I feel the scratch of worsted wool in my hands. The sweater smells of mothballs and wooden chests in attics. I’m back in the basement of a cafeteria in the Bronx, where the mailroom holds compact discs from Columbia House for a penny, glossy catalogs of preened college students in cabins and on lakes, swaddled in their rollneck sweaters and goose jackets. Handwritten letters from home when stamps were 29 cents.
It is 1995.
I slip my hands through the sleeves and there I am, 19, a Snapple-drinking college sophomore thumbing through a J. Crew catalog. Ordering a wool sweater in charcoal grey. And when it arrived wrapped in plastic, I pulled it over my head and felt its warmth. It smelled of full-body hugs, autumn in New England, apples and cider, crackling fires and scorched marshmallows.

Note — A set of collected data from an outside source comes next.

//! Storage key derivation and namespace conventions.
//!
//! Chunk keys and final-file keys share one blob store but live under
//! structurally disjoint prefixes. The reconciler only ever lists the
//! `files/` namespace, so in-flight session chunks can never be
//! misclassified as orphaned files.

use crate::session::SessionId;
use time::OffsetDateTime;

/// Prefix for per-session chunk blobs.
pub const CHUNK_PREFIX: &str = "chunks/";

/// Prefix for reassembled, durable file blobs.
pub const FILE_PREFIX: &str = "files/";

/// Maximum length of the sanitized file-name component of a file key.
const MAX_NAME_LEN: usize = 120;

/// Derive the blob key for one chunk of a session.
pub fn chunk_key(session_id: SessionId, index: u64) -> String {
    format!("{CHUNK_PREFIX}{session_id}/{index}")
}

/// Prefix under which all of a session's chunks live.
pub fn session_chunk_prefix(session_id: SessionId) -> String {
    format!("{CHUNK_PREFIX}{session_id}/")
}

/// Derive a fresh blob key for a reassembled file.
///
/// The key embeds the upload timestamp so repeated uploads of the same file
/// name produce distinct keys.
pub fn file_key(uploaded_at: OffsetDateTime, file_name: &str) -> String {
    format!(
        "{FILE_PREFIX}{}-{}",
        uploaded_at.unix_timestamp(),
        sanitize_file_name(file_name)
    )
}

/// Reduce an arbitrary client-supplied file name to a safe key component.
///
/// Keeps ASCII alphanumerics, `.`, `_`, and `-`; everything else becomes
/// `_`. Leading dots are stripped so the component can never be `.` / `..`
/// or a hidden file, and the result is length-capped.
pub fn sanitize_file_name(name: &str) -> String {
    let mut out = String::with_capacity(name.len().min(MAX_NAME_LEN));
    for c in name.chars() {
        if out.len() >= MAX_NAME_LEN {
            break;
        }
        if c.is_ascii_alphanumeric() || c == '.' || c == '_' || c == '-' {
            out.push(c);
        } else {
            out.push('_');
        }
    }
    let trimmed = out.trim_start_matches('.');
    if trimmed.is_empty() {
        "file".to_string()
    } else {
        trimmed.to_string()
    }
}
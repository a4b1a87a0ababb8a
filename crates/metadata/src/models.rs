//! Database models mapping to the metadata schema.

use depot_core::session::{SessionStatus, UploadSession, UploadVariant};
use sqlx::FromRow;
use time::OffsetDateTime;
use uuid::Uuid;

/// User record. Assignments must reference an existing user.
#[derive(Debug, Clone, FromRow)]
pub struct UserRow {
    pub user_id: Uuid,
    pub username: String,
    pub is_admin: bool,
    pub created_at: OffsetDateTime,
}

/// Logical file record.
///
/// `storage_key` must resolve to exactly one blob in the object store; the
/// reconciler restores this invariant when it is violated.
#[derive(Debug, Clone, FromRow)]
pub struct FileRow {
    pub file_id: Uuid,
    pub file_name: String,
    pub size_bytes: i64,
    pub mime_type: String,
    pub storage_key: String,
    /// Hex SHA-256 of the blob content, recorded at reassembly.
    pub checksum: Option<String>,
    pub uploader_id: Option<Uuid>,
    pub created_at: OffsetDateTime,
}

/// File-to-user assignment.
#[derive(Debug, Clone, FromRow)]
pub struct FileAssignmentRow {
    pub file_id: Uuid,
    pub user_id: Uuid,
    pub assigned_at: OffsetDateTime,
}

/// Upload session record.
#[derive(Debug, Clone, FromRow)]
pub struct UploadSessionRow {
    pub session_id: Uuid,
    pub file_name: String,
    pub declared_size: i64,
    pub mime_type: String,
    pub variant: String,
    pub chunk_size: i64,
    pub total_chunks: i64,
    pub status: String,
    pub created_at: OffsetDateTime,
    pub completed_at: Option<OffsetDateTime>,
}

impl UploadSessionRow {
    /// Build a row from a domain session.
    pub fn from_session(session: &UploadSession) -> Self {
        Self {
            session_id: *session.id.as_uuid(),
            file_name: session.file_name.clone(),
            declared_size: session.declared_size as i64,
            mime_type: session.mime_type.clone(),
            variant: session.variant.as_str().to_string(),
            chunk_size: session.chunk_size as i64,
            total_chunks: session.total_chunks as i64,
            status: session.status.as_str().to_string(),
            created_at: session.created_at,
            completed_at: session.completed_at,
        }
    }

    /// Convert back to a domain session.
    pub fn to_session(&self) -> depot_core::Result<UploadSession> {
        Ok(UploadSession {
            id: self.session_id.into(),
            file_name: self.file_name.clone(),
            declared_size: self.declared_size as u64,
            mime_type: self.mime_type.clone(),
            variant: UploadVariant::parse(&self.variant)?,
            chunk_size: self.chunk_size as u64,
            total_chunks: self.total_chunks as u64,
            status: SessionStatus::parse(&self.status)?,
            created_at: self.created_at,
            completed_at: self.completed_at,
        })
    }
}

/// One received chunk of an upload session.
#[derive(Debug, Clone, FromRow)]
pub struct SessionChunkRow {
    pub session_id: Uuid,
    pub chunk_index: i64,
    pub size_bytes: i64,
    pub received_at: OffsetDateTime,
}
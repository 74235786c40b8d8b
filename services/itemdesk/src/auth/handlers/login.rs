//! Credential check and token issuance.

use tracing::{info, warn};

use crate::{
    api::{
        error::ApiError,
        types::{LoginData, LoginRequest},
    },
    state::AppState,
};

impl AppState {
    /// Exchange an email/password pair for an access token.
    pub(crate) async fn login(&self, req: &LoginRequest, now: u64) -> Result<LoginData, ApiError> {
        let email = req.email.as_deref().map(str::trim).unwrap_or_default();
        let password = req.password.as_deref().unwrap_or_default();
        if email.is_empty() || password.is_empty() {
            return Err(ApiError::validation("missing email or password"));
        }

        let Some(account) = self.store.find_account(email).await else {
            warn!("login rejected: unknown account");
            return Err(ApiError::invalid_credentials());
        };
        if account.password != password {
            warn!(email = %account.email, "login rejected: wrong password");
            return Err(ApiError::invalid_credentials());
        }

        let token = self.tokens.issue(&account.email, now)?;
        info!(
            email = %account.email,
            ttl_sec = self.tokens.ttl_sec(),
            "access token issued"
        );
        Ok(LoginData { token })
    }
}
//! Shared state: the store handle and the token service.

use std::sync::Arc;

use crate::{
    auth::token::TokenService,
    config::AppConfig,
    store::{Store, memory::MemoryStore},
};

/// State shared by every request.
#[derive(Clone)]
pub(crate) struct AppState {
    /// Accounts, items and profiles.
    pub(crate) store: Arc<dyn Store>,
    /// Token signer/verifier.
    pub(crate) tokens: Arc<TokenService>,
}

impl AppState {
    pub(crate) fn new(store: Arc<dyn Store>, tokens: TokenService) -> Self {
        Self {
            store,
            tokens: Arc::new(tokens),
        }
    }

    /// In-memory state seeded from `config`.
    pub(crate) fn from_config(config: &AppConfig) -> Self {
        let store = MemoryStore::new(config.seed_accounts(), config.seed_items());
        Self::new(
            Arc::new(store),
            TokenService::new(config.jwt_secret.as_bytes(), config.token_ttl_sec),
        )
    }
}
//! Item listing and profile update for authenticated callers.

pub(crate) mod handlers;
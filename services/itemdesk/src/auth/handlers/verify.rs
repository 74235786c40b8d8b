//! Bearer token verification against the token service and the store.

use crate::{
    api::{error::ApiError, types::Identity},
    state::AppState,
};

impl AppState {
    /// Verify `token` and make sure its subject still has an account.
    pub(crate) async fn authenticate(&self, token: &str, now: u64) -> Result<Identity, ApiError> {
        let identity = self.tokens.verify(token, now)?;
        if self.store.find_account(&identity.subject).await.is_none() {
            return Err(ApiError::user_not_found());
        }
        Ok(identity)
    }
}
//! Shared fixtures for unit tests.

use crate::{
    auth::token::TokenService,
    config::{AppConfig, SeedAccount},
    state::AppState,
};

pub(crate) const SEED_EMAIL: &str = "tester@itemdesk.local";
pub(crate) const SEED_PASSWORD: &str = "tester-password";
pub(crate) const SEED_NAME: &str = "tester";
pub(crate) const TEST_SECRET: &str = "test-secret";

pub(crate) fn test_config() -> AppConfig {
    AppConfig {
        host: "127.0.0.1".to_string(),
        port: 0,
        jwt_secret: TEST_SECRET.to_string(),
        token_ttl_sec: 900,
        seed_account: SeedAccount {
            email: SEED_EMAIL.to_string(),
            password: SEED_PASSWORD.to_string(),
            name: SEED_NAME.to_string(),
        },
    }
}

/// Fresh in-memory state seeded with one account and the default items.
pub(crate) fn test_state() -> AppState {
    AppState::from_config(&test_config())
}

/// Token service sharing the test secret, for crafting tokens out of band.
pub(crate) fn test_tokens() -> TokenService {
    TokenService::new(TEST_SECRET, 900)
}
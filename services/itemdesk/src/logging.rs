//! Logging:
//! 1. Compact stdout layer filtered by `RUST_LOG` (default `info`).
//! 2. Optional daily-rolling file layer under `ITEMDESK_LOG_DIR`.

use std::{fs, path::PathBuf};

use anyhow::{Context, Result};
use tracing_appender::non_blocking::WorkerGuard;
use tracing_subscriber::{
    EnvFilter, Layer, filter::LevelFilter, layer::SubscriberExt, util::SubscriberInitExt,
};

/// Directory for file logs; file logging is off when unset.
const LOG_DIR_ENV: &str = "ITEMDESK_LOG_DIR";
/// File log level (independent of `RUST_LOG`).
const FILE_LOG_LEVEL_ENV: &str = "ITEMDESK_FILE_LOG_LEVEL";
/// Default stdout filter.
const DEFAULT_STDOUT_FILTER: &str = "info";

/// Keeps the non-blocking writers alive until shutdown.
pub(crate) struct LogRuntime {
    _stdout_guard: WorkerGuard,
    _file_guard: Option<WorkerGuard>,
}

/// Install the global subscriber.
pub(crate) fn init(service_name: &str) -> Result<LogRuntime> {
    let (stdout_writer, stdout_guard) = tracing_appender::non_blocking(std::io::stdout());
    let stdout_layer = tracing_subscriber::fmt::layer()
        .with_writer(stdout_writer)
        .with_ansi(true)
        .with_target(false)
        .compact()
        .with_filter(resolve_stdout_env_filter());

    let (file_layer, file_guard) = match resolve_log_dir() {
        Some(dir) => {
            fs::create_dir_all(&dir)
                .with_context(|| format!("create log dir: {}", dir.display()))?;
            let appender = tracing_appender::rolling::daily(&dir, format!("{service_name}.log"));
            let (writer, guard) = tracing_appender::non_blocking(appender);
            let layer = tracing_subscriber::fmt::layer()
                .with_writer(writer)
                .with_ansi(false)
                .with_target(true)
                .with_filter(resolve_file_level_filter());
            (Some(layer), Some(guard))
        }
        None => (None, None),
    };

    tracing_subscriber::registry()
        .with(stdout_layer)
        .with(file_layer)
        .try_init()
        .context("install tracing subscriber")?;

    Ok(LogRuntime {
        _stdout_guard: stdout_guard,
        _file_guard: file_guard,
    })
}

/// `RUST_LOG` first, then the default.
fn resolve_stdout_env_filter() -> EnvFilter {
    EnvFilter::try_from_default_env().unwrap_or_else(|_| EnvFilter::new(DEFAULT_STDOUT_FILTER))
}

/// File logs default to `debug`.
fn resolve_file_level_filter() -> LevelFilter {
    parse_level(std::env::var(FILE_LOG_LEVEL_ENV).ok().as_deref())
}

fn parse_level(raw: Option<&str>) -> LevelFilter {
    raw.and_then(|raw| raw.trim().parse::<LevelFilter>().ok())
        .unwrap_or(LevelFilter::DEBUG)
}

fn resolve_log_dir() -> Option<PathBuf> {
    std::env::var(LOG_DIR_ENV)
        .ok()
        .map(|raw| raw.trim().to_string())
        .filter(|raw| !raw.is_empty())
        .map(PathBuf::from)
}
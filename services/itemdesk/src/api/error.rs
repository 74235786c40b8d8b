//! API error definition and response conversion.

use axum::{
    Json,
    extract::rejection::JsonRejection,
    http::StatusCode,
    response::{IntoResponse, Response},
};
use serde::Serialize;

/// Authentication and request errors.
#[derive(Debug)]
pub(crate) struct ApiError {
    pub(crate) status: StatusCode,
    pub(crate) code: &'static str,
    pub(crate) message: String,
    pub(crate) suggestion: &'static str,
}

/// Error body written for every failed request.
#[derive(Debug, Serialize)]
pub(crate) struct ErrorBody {
    pub(crate) ok: bool,
    pub(crate) code: String,
    pub(crate) message: String,
    pub(crate) suggestion: String,
}

impl ApiError {
    /// Build a uniform API error.
    pub(crate) fn new(
        status: StatusCode,
        code: &'static str,
        message: impl Into<String>,
        suggestion: &'static str,
    ) -> Self {
        Self {
            status,
            code,
            message: message.into(),
            suggestion,
        }
    }

    /// Login pair did not match any account.
    pub(crate) fn invalid_credentials() -> Self {
        Self::new(
            StatusCode::UNAUTHORIZED,
            "INVALID_CREDENTIALS",
            "invalid credentials",
            "check the email and password",
        )
    }

    /// Missing or unusable bearer credentials.
    pub(crate) fn unauthorized(message: impl Into<String>) -> Self {
        Self::new(
            StatusCode::UNAUTHORIZED,
            "UNAUTHORIZED",
            message,
            "send Authorization: Bearer <token>",
        )
    }

    /// Token failed decoding or signature verification.
    pub(crate) fn token_invalid(message: impl Into<String>) -> Self {
        Self::new(
            StatusCode::UNAUTHORIZED,
            "TOKEN_INVALID",
            message,
            "log in again to obtain a new token",
        )
    }

    pub(crate) fn token_expired() -> Self {
        Self::new(
            StatusCode::UNAUTHORIZED,
            "TOKEN_EXPIRED",
            "token has expired",
            "log in again to obtain a new token",
        )
    }

    /// Malformed or incomplete request body.
    pub(crate) fn validation(message: impl Into<String>) -> Self {
        Self::new(
            StatusCode::BAD_REQUEST,
            "VALIDATION_ERROR",
            message,
            "fix the request body and retry",
        )
    }

    pub(crate) fn user_not_found() -> Self {
        Self::new(
            StatusCode::NOT_FOUND,
            "USER_NOT_FOUND",
            "user not found",
            "log in again",
        )
    }

    pub(crate) fn internal(message: impl Into<String>) -> Self {
        Self::new(
            StatusCode::INTERNAL_SERVER_ERROR,
            "INTERNAL_ERROR",
            message,
            "retry later",
        )
    }

    /// True for every flavour of 401.
    pub(crate) fn is_unauthorized(&self) -> bool {
        self.status == StatusCode::UNAUTHORIZED
    }
}

impl From<JsonRejection> for ApiError {
    fn from(rejection: JsonRejection) -> Self {
        Self::validation(rejection.body_text())
    }
}

impl IntoResponse for ApiError {
    fn into_response(self) -> Response {
        (
            self.status,
            Json(ErrorBody {
                ok: false,
                code: self.code.to_string(),
                message: self.message,
                suggestion: self.suggestion.to_string(),
            }),
        )
            .into_response()
    }
}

In a Salvation Army in Bakersfield, California, I’m reminded of a brief moment when life was filled with so much possibility. A moment before cell phones and the internet, before planes crashed into buildings. Before electronic bill pay, student loan debt, and ten vacation days a year. Before we circled back on that email and touched base on that conference call. Before you voted for who? created a fissure…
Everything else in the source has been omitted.